The National Institute of Health's current Recommended Dietary Allowance is 0.36 grams of protein per pound of body weight per day (0.8g/kg), and this amount is necessary for the average person to be in nitrogen balance without protein deficits or protein excess. While athletes and frequently exercising individuals need more protein than this, you'll frequently see bodybuilders, football players, weightlifters and other big strength and power athletes consuming much more than what the RDA recommends. Unfortunately, this high amount of protein seems to be catching on in endurance sports, too.

Studies suggest that there isn't much additional benefit of exceeding 0.55 grams of protein per pound (1.2g/kg) of body weight if you want to maintain nitrogen balance. If you're trying to exceed nitrogen balance to gain muscle or recover from more extreme exercise sessions, studies also indicate that you don't need to eat more 0.7 g/lb.

So let's put those numbers into context.
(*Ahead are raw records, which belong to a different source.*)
use crate::prelude::ProjectionError;
use crate::projection::zone::{normalize_longitude, UtmZone, MAX_LATITUDE, MIN_LATITUDE};
use serde::Serialize;

const WGS84_SEMI_MAJOR: f64 = 6_378_137.0;
const WGS84_FLATTENING: f64 = 1.0 / 298.257_223_563;
const SCALE_FACTOR: f64 = 0.9996;
pub const FALSE_EASTING: f64 = 500_000.0;
const FALSE_NORTHING_SOUTH: f64 = 10_000_000.0;
const MAX_EASTING: f64 = 1_000_000.0;

/// Planar position inside a UTM zone, in meters.
#[derive(Debug, Clone, Copy, PartialEq, Serialize)]
pub struct UtmCoordinate {
    pub zone: UtmZone,
    pub easting: f64,
    pub northing: f64,
}

/// Geodetic position on WGS84, in degrees.
#[derive(Debug, Clone, Copy, PartialEq, Serialize)]
pub struct GeodeticPoint {
    pub lat: f64,
    pub lon: f64,
}

/// Krüger series coefficients for the WGS84 ellipsoid.
struct KruegerSeries {
    rectifying_radius: f64,
    eccentricity: f64,
    alpha: [f64; 3],
    beta: [f64; 3],
    delta: [f64; 3],
}

impl KruegerSeries {
    fn wgs84() -> Self {
        let n = WGS84_FLATTENING / (2.0 - WGS84_FLATTENING);
        let n2 = n * n;
        let n3 = n2 * n;
        Self {
            rectifying_radius: WGS84_SEMI_MAJOR / (1.0 + n) * (1.0 + n2 / 4.0 + n2 * n2 / 64.0),
            eccentricity: 2.0 * n.sqrt() / (1.0 + n),
            alpha: [
                n / 2.0 - 2.0 * n2 / 3.0 + 5.0 * n3 / 16.0,
                13.0 * n2 / 48.0 - 3.0 * n3 / 5.0,
                61.0 * n3 / 240.0,
            ],
            beta: [
                n / 2.0 - 2.0 * n2 / 3.0 + 37.0 * n3 / 96.0,
                n2 / 48.0 + n3 / 15.0,
                17.0 * n3 / 480.0,
            ],
            delta: [
                2.0 * n - 2.0 * n2 / 3.0 - 2.0 * n3,
                7.0 * n2 / 3.0 - 8.0 * n3 / 5.0,
                56.0 * n3 / 15.0,
            ],
        }
    }

    fn grid_scale(&self) -> f64 {
        SCALE_FACTOR * self.rectifying_radius
    }
}

/// Forward and inverse transverse Mercator projection between WGS84 and UTM.
pub struct UtmProjector;

impl UtmProjector {
    pub fn project(lat: f64, lon: f64) -> Result<UtmCoordinate, ProjectionError> {
        if !lat.is_finite() || !lon.is_finite() {
            return Err(ProjectionError::NonFinite);
        }
        if !(MIN_LATITUDE..=MAX_LATITUDE).contains(&lat) {
            return Err(ProjectionError::LatitudeOutOfRange(lat));
        }
        if !(-180.0..=180.0).contains(&lon) {
            return Err(ProjectionError::LongitudeOutOfRange(lon));
        }

        let lon = normalize_longitude(lon);
        let zone = UtmZone::containing(lat, lon);
        let series = KruegerSeries::wgs84();

        let sin_phi = lat.to_radians().sin();
        let d_lambda = (lon - zone.central_meridian()).to_radians();
        let e = series.eccentricity;
        let t = (sin_phi.atanh() - e * (e * sin_phi).atanh()).sinh();
        let xi_prime = t.atan2(d_lambda.cos());
        let eta_prime = (d_lambda.sin() / (1.0 + t * t).sqrt()).atanh();

        let mut xi = xi_prime;
        let mut eta = eta_prime;
        for (j, alpha) in series.alpha.iter().enumerate() {
            let k = 2.0 * (j + 1) as f64;
            xi += alpha * (k * xi_prime).sin() * (k * eta_prime).cosh();
            eta += alpha * (k * xi_prime).cos() * (k * eta_prime).sinh();
        }

        let easting = FALSE_EASTING + series.grid_scale() * eta;
        let mut northing = series.grid_scale() * xi;
        if !zone.is_northern() {
            northing += FALSE_NORTHING_SOUTH;
        }

        Ok(UtmCoordinate {
            zone,
            easting,
            northing,
        })
    }

    /// The hemisphere comes from the zone letter, so a southern band
    /// subtracts the false northing before inverting.
    pub fn inverse_project(
        zone: UtmZone,
        easting: f64,
        northing: f64,
    ) -> Result<GeodeticPoint, ProjectionError> {
        if !easting.is_finite() || !northing.is_finite() {
            return Err(ProjectionError::NonFinite);
        }
        if easting <= 0.0 || easting >= MAX_EASTING {
            return Err(ProjectionError::EastingOutOfRange(easting));
        }
        if !(0.0..=FALSE_NORTHING_SOUTH).contains(&northing) {
            return Err(ProjectionError::NorthingOutOfRange(northing));
        }

        let series = KruegerSeries::wgs84();
        let northing = if zone.is_northern() {
            northing
        } else {
            northing - FALSE_NORTHING_SOUTH
        };
        let xi = northing / series.grid_scale();
        let eta = (easting - FALSE_EASTING) / series.grid_scale();

        let mut xi_prime = xi;
        let mut eta_prime = eta;
        for (j, beta) in series.beta.iter().enumerate() {
            let k = 2.0 * (j + 1) as f64;
            xi_prime -= beta * (k * xi).sin() * (k * eta).cosh();
            eta_prime -= beta * (k * xi).cos() * (k * eta).sinh();
        }

        let chi = (xi_prime.sin() / eta_prime.cosh()).asin();
        let mut phi = chi;
        for (j, delta) in series.delta.iter().enumerate() {
            let k = 2.0 * (j + 1) as f64;
            phi += delta * (k * chi).sin();
        }
        let lambda = eta_prime.sinh().atan2(xi_prime.cos());

        Ok(GeodeticPoint {
            lat: phi.to_degrees(),
            lon: normalize_longitude(zone.central_meridian() + lambda.to_degrees()),
        })
    }
}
If you weigh 175 pounds and you want to make sure you're getting enough protein for muscle recovery and body repair, you should eat a minimum of 96 grams of protein.

Rounded up to an easy number of 100 grams, that means you could have a couple scoops of protein powder with your morning breakfast, a can of sardines over your salad at lunch, and four to six ounces of grass-fed beef with dinner. That's easily 100 grams and doesn't even count the other protein you may get from seeds, nuts, grains, legumes, etc. If you're eating about 3,200 calories a day, that puts your protein intake at about 13 percent.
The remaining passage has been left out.